Word for word, restate the lines of the data from the first through the one containing "impl ProgressReporter for", and nothing else.

== DATA TO USE

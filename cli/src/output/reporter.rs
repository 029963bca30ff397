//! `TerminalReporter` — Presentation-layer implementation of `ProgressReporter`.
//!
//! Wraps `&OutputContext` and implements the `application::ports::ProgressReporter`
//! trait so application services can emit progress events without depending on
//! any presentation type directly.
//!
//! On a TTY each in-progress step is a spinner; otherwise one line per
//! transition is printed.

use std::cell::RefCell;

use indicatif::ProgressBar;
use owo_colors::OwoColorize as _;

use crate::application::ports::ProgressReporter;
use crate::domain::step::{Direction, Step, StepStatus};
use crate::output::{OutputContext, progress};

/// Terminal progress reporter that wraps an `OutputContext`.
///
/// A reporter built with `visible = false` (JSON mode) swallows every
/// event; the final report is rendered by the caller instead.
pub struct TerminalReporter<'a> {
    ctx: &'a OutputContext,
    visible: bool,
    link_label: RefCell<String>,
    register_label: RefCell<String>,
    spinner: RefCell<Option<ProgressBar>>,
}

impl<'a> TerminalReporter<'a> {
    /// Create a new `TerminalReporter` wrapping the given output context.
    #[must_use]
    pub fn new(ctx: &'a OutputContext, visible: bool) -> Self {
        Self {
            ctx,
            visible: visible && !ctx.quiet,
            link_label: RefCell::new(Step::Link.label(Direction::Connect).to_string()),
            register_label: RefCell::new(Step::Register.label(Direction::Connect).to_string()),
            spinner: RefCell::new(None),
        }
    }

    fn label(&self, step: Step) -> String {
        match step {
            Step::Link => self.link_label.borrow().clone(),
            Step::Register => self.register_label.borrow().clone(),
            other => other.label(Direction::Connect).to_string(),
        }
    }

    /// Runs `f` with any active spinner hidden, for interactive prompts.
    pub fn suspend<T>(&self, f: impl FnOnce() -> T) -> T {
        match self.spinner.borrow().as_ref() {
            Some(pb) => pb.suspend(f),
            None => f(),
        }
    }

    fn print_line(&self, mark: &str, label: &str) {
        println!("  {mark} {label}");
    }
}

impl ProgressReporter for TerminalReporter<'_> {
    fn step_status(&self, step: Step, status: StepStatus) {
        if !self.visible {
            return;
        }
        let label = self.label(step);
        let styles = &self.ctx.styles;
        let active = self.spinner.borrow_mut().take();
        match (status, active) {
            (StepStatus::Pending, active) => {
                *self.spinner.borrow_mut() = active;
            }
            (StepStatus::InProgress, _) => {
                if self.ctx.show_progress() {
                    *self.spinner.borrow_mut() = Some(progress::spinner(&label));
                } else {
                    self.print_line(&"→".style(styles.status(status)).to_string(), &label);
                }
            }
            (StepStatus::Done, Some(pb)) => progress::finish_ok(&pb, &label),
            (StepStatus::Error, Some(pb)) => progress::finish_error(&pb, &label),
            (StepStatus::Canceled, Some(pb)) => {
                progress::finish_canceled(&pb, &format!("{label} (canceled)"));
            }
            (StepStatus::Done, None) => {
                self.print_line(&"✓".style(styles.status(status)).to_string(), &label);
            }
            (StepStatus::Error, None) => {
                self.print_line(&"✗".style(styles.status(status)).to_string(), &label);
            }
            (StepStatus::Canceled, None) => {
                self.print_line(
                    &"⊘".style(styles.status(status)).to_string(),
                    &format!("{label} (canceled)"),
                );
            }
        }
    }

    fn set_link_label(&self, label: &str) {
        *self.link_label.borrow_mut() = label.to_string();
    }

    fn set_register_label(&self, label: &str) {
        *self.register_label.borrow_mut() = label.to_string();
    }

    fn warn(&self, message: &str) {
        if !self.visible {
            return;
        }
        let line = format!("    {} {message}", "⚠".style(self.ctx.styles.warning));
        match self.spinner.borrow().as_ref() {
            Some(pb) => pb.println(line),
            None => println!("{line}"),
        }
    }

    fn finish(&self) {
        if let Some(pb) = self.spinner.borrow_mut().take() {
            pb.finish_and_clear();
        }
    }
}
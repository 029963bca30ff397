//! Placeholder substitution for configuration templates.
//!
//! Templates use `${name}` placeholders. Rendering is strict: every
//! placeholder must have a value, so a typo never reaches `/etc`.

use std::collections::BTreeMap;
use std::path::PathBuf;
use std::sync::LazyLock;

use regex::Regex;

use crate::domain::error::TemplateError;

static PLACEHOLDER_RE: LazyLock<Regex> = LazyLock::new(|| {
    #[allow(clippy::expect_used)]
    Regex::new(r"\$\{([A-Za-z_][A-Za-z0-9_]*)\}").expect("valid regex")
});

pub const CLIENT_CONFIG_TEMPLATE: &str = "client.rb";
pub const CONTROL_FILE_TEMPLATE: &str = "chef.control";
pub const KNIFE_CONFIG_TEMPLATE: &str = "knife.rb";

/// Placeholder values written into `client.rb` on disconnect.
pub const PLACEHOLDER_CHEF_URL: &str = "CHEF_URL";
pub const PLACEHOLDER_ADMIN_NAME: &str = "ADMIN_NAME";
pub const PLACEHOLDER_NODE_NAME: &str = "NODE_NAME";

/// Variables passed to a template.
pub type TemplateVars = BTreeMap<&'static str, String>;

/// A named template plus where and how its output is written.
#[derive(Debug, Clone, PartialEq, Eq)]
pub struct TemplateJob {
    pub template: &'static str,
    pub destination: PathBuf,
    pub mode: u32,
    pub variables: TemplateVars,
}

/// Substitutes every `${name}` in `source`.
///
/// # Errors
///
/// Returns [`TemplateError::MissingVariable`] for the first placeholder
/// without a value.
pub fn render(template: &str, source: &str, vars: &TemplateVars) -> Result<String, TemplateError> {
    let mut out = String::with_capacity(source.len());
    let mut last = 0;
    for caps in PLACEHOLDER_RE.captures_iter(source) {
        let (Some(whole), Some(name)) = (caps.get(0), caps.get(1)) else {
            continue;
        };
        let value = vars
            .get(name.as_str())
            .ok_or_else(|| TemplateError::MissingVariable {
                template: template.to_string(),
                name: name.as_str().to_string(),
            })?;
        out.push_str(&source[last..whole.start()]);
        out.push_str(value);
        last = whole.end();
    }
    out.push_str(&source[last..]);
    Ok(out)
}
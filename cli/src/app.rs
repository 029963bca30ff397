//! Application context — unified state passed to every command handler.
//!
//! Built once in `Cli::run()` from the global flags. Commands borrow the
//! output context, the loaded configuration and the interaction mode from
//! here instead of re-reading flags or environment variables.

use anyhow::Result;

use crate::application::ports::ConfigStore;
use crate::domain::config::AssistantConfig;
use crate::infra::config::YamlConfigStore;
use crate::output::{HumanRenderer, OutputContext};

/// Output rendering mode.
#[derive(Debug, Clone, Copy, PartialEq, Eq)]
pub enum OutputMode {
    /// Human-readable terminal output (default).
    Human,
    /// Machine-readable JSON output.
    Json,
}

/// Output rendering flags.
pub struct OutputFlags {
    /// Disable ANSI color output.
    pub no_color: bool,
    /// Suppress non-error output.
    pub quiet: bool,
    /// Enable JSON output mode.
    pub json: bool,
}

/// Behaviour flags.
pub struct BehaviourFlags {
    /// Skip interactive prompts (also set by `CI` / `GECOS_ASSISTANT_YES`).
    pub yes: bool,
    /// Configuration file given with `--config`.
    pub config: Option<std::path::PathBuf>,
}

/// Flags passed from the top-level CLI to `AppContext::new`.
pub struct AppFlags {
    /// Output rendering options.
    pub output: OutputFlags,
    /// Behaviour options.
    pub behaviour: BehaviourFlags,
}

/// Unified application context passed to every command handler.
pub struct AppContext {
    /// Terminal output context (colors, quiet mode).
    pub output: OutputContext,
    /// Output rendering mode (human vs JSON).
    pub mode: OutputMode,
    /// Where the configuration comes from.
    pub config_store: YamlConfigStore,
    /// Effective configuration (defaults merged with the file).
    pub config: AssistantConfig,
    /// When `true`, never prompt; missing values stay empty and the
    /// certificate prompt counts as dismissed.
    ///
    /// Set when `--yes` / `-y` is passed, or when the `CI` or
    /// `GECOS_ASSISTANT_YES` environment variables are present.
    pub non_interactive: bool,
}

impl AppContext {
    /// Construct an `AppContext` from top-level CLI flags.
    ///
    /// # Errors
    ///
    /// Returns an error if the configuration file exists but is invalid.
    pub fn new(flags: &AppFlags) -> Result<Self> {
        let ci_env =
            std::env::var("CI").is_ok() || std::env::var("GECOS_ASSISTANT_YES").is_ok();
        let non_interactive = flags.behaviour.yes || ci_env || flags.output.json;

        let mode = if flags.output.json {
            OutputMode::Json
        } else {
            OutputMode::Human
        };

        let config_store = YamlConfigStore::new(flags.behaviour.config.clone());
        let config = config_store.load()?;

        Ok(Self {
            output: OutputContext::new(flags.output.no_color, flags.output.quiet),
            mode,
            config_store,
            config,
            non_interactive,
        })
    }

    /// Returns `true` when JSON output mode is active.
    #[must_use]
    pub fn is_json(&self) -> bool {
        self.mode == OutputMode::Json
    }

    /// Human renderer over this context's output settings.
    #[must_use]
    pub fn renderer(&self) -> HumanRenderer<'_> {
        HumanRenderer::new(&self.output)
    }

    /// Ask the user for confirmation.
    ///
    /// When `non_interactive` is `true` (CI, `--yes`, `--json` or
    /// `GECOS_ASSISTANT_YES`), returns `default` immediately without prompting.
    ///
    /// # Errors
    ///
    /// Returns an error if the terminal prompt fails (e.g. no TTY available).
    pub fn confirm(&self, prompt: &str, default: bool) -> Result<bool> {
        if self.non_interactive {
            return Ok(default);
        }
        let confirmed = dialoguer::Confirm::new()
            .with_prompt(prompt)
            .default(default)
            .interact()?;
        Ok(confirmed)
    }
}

====

-- OUTPUT --
filename cli/src/output/reporter.rs
repository 029963bca30ff397
//! `TerminalReporter` — Presentation-layer implementation of `ProgressReporter`.
//!
//! Wraps `&OutputContext` and implements the `application::ports::ProgressReporter`
//! trait so application services can emit progress events without depending on
//! any presentation type directly.
//!
//! On a TTY each in-progress step is a spinner; otherwise one line per
//! transition is printed.

use std::cell::RefCell;

use indicatif::ProgressBar;
use owo_colors::OwoColorize as _;

use crate::application::ports::ProgressReporter;
use crate::domain::step::{Direction, Step, StepStatus};
use crate::output::{OutputContext, progress};

/// Terminal progress reporter that wraps an `OutputContext`.
///
/// A reporter built with `visible = false` (JSON mode) swallows every
/// event; the final report is rendered by the caller instead.
pub struct TerminalReporter<'a> {
    ctx: &'a OutputContext,
    visible: bool,
    link_label: RefCell<String>,
    register_label: RefCell<String>,
    spinner: RefCell<Option<ProgressBar>>,
}

impl<'a> TerminalReporter<'a> {
    /// Create a new `TerminalReporter` wrapping the given output context.
    #[must_use]
    pub fn new(ctx: &'a OutputContext, visible: bool) -> Self {
        Self {
            ctx,
            visible: visible && !ctx.quiet,
            link_label: RefCell::new(Step::Link.label(Direction::Connect).to_string()),
            register_label: RefCell::new(Step::Register.label(Direction::Connect).to_string()),
            spinner: RefCell::new(None),
        }
    }

    fn label(&self, step: Step) -> String {
        match step {
            Step::Link => self.link_label.borrow().clone(),
            Step::Register => self.register_label.borrow().clone(),
            other => other.label(Direction::Connect).to_string(),
        }
    }

    /// Runs `f` with any active spinner hidden, for interactive prompts.
    pub fn suspend<T>(&self, f: impl FnOnce() -> T) -> T {
        match self.spinner.borrow().as_ref() {
            Some(pb) => pb.suspend(f),
            None => f(),
        }
    }

    fn print_line(&self, mark: &str, label: &str) {
        println!("  {mark} {label}");
    }
}

impl ProgressReporter for TerminalReporter<'_> {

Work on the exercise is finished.